[Dataset entries]
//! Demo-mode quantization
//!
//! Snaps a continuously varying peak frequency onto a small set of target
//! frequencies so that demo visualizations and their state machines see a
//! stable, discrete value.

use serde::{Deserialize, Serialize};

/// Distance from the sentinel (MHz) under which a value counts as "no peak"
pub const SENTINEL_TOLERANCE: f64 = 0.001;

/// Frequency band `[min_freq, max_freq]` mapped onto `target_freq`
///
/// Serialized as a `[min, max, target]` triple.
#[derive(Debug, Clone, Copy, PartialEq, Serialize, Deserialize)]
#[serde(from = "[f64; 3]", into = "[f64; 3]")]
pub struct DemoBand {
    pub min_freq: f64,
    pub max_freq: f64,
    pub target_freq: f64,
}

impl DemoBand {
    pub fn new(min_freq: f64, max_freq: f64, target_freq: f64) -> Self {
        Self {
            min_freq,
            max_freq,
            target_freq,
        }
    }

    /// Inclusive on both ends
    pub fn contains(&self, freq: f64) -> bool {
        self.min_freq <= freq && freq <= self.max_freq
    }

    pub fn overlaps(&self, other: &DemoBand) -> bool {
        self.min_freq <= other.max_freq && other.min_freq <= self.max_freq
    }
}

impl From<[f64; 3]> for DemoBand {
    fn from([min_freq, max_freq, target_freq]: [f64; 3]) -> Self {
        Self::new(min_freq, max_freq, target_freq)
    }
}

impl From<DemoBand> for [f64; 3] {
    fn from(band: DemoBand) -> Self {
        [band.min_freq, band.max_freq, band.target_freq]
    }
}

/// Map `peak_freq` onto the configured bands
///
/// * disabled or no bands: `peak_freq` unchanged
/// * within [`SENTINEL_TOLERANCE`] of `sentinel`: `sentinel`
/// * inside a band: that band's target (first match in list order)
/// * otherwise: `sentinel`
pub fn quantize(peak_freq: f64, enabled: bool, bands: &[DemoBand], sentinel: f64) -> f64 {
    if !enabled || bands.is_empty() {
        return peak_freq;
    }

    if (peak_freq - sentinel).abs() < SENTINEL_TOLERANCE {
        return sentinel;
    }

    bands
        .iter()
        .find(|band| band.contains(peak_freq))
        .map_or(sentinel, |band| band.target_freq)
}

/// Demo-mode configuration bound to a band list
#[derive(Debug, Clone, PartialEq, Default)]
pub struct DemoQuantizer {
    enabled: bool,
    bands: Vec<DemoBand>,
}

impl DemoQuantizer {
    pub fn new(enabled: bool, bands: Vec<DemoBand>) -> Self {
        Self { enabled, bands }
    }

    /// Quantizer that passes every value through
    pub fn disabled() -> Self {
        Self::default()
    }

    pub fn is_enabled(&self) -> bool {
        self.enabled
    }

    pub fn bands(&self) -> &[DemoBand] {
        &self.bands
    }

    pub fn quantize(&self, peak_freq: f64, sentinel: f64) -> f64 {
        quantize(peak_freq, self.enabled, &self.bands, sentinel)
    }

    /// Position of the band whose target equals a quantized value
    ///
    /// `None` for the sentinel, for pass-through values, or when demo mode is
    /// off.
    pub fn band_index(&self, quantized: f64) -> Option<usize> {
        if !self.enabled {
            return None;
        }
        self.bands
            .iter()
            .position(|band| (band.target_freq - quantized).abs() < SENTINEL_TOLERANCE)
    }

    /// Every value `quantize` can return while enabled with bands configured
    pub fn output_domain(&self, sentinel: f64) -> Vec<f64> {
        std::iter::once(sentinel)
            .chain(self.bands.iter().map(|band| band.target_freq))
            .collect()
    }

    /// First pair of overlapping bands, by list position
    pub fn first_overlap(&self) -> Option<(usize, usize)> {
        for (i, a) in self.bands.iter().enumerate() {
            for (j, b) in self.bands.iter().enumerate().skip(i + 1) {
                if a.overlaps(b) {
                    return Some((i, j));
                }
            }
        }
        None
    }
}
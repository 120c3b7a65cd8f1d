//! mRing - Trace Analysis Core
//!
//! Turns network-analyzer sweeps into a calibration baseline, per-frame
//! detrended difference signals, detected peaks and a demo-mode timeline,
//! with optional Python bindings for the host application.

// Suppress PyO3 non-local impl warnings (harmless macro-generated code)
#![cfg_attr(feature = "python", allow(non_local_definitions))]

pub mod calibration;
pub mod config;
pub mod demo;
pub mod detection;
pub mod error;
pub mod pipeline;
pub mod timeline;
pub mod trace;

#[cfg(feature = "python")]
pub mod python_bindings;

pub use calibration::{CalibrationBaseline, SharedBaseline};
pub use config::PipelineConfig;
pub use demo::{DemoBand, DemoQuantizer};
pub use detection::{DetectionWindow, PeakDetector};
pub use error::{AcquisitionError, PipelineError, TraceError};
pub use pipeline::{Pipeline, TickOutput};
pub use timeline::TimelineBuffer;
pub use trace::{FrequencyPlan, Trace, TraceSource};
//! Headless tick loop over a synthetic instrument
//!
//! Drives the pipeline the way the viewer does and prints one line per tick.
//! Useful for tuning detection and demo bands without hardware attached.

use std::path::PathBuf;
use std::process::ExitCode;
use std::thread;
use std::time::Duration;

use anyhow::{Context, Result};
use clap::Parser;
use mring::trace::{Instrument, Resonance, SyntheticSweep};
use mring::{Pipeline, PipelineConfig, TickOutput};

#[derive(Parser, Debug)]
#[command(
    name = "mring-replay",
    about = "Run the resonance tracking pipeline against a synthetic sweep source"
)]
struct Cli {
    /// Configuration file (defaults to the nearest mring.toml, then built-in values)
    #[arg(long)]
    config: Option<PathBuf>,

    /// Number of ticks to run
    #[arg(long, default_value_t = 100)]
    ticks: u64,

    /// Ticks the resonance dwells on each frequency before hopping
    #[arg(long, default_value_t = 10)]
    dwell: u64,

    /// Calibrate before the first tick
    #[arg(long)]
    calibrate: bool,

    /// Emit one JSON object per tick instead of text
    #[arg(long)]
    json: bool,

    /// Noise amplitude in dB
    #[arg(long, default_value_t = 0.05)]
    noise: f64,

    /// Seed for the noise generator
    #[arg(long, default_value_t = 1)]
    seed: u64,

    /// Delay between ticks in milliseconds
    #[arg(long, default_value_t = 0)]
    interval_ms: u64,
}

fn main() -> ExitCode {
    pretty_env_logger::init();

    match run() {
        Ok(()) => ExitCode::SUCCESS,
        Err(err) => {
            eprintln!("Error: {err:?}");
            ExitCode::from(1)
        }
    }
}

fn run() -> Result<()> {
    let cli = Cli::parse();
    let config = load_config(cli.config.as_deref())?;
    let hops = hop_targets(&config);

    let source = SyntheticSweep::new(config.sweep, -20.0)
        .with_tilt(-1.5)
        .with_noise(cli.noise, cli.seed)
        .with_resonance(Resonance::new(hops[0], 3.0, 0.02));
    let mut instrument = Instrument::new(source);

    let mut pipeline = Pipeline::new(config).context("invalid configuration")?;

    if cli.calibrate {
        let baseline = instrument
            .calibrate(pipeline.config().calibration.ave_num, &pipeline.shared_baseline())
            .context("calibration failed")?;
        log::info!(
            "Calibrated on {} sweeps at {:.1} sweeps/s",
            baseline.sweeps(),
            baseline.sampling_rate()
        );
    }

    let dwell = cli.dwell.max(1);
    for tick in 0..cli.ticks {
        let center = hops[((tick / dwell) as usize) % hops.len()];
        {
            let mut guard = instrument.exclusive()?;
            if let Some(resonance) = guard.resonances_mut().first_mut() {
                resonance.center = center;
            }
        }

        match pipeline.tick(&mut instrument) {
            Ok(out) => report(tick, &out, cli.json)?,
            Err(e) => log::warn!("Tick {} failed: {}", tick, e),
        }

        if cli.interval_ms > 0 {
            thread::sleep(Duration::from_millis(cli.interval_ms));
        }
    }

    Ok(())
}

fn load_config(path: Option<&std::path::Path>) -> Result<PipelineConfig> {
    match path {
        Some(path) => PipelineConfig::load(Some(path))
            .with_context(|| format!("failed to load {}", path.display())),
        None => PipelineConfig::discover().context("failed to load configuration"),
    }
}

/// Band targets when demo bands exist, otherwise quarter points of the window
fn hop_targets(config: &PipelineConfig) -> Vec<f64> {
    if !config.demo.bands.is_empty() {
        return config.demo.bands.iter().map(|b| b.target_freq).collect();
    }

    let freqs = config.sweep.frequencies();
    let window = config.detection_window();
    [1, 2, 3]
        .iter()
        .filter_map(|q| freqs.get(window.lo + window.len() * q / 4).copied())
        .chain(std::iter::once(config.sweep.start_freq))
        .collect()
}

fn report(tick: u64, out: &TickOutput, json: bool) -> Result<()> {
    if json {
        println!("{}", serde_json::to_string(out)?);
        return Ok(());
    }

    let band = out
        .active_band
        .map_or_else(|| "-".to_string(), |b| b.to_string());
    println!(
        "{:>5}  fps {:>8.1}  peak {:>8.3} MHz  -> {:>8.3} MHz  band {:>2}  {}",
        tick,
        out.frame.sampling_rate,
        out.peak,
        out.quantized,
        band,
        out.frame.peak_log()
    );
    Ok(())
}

### Brief
Retype the entries above exactly, but only from the line containing "Trace Analysis Core" through the line containing "without hardware attached.", both included.

### The completed task
//! mRing - Trace Analysis Core
//!
//! Turns network-analyzer sweeps into a calibration baseline, per-frame
//! detrended difference signals, detected peaks and a demo-mode timeline,
//! with optional Python bindings for the host application.

// Suppress PyO3 non-local impl warnings (harmless macro-generated code)
#![cfg_attr(feature = "python", allow(non_local_definitions))]

pub mod calibration;
pub mod config;
pub mod demo;
pub mod detection;
pub mod error;
pub mod pipeline;
pub mod timeline;
pub mod trace;

#[cfg(feature = "python")]
pub mod python_bindings;

pub use calibration::{CalibrationBaseline, SharedBaseline};
pub use config::PipelineConfig;
pub use demo::{DemoBand, DemoQuantizer};
pub use detection::{DetectionWindow, PeakDetector};
pub use error::{AcquisitionError, PipelineError, TraceError};
pub use pipeline::{Pipeline, TickOutput};
pub use timeline::TimelineBuffer;
pub use trace::{FrequencyPlan, Trace, TraceSource};
//! Headless tick loop over a synthetic instrument
//!
//! Drives the pipeline the way the viewer does and prints one line per tick.
//! Useful for tuning detection and demo bands without hardware attached.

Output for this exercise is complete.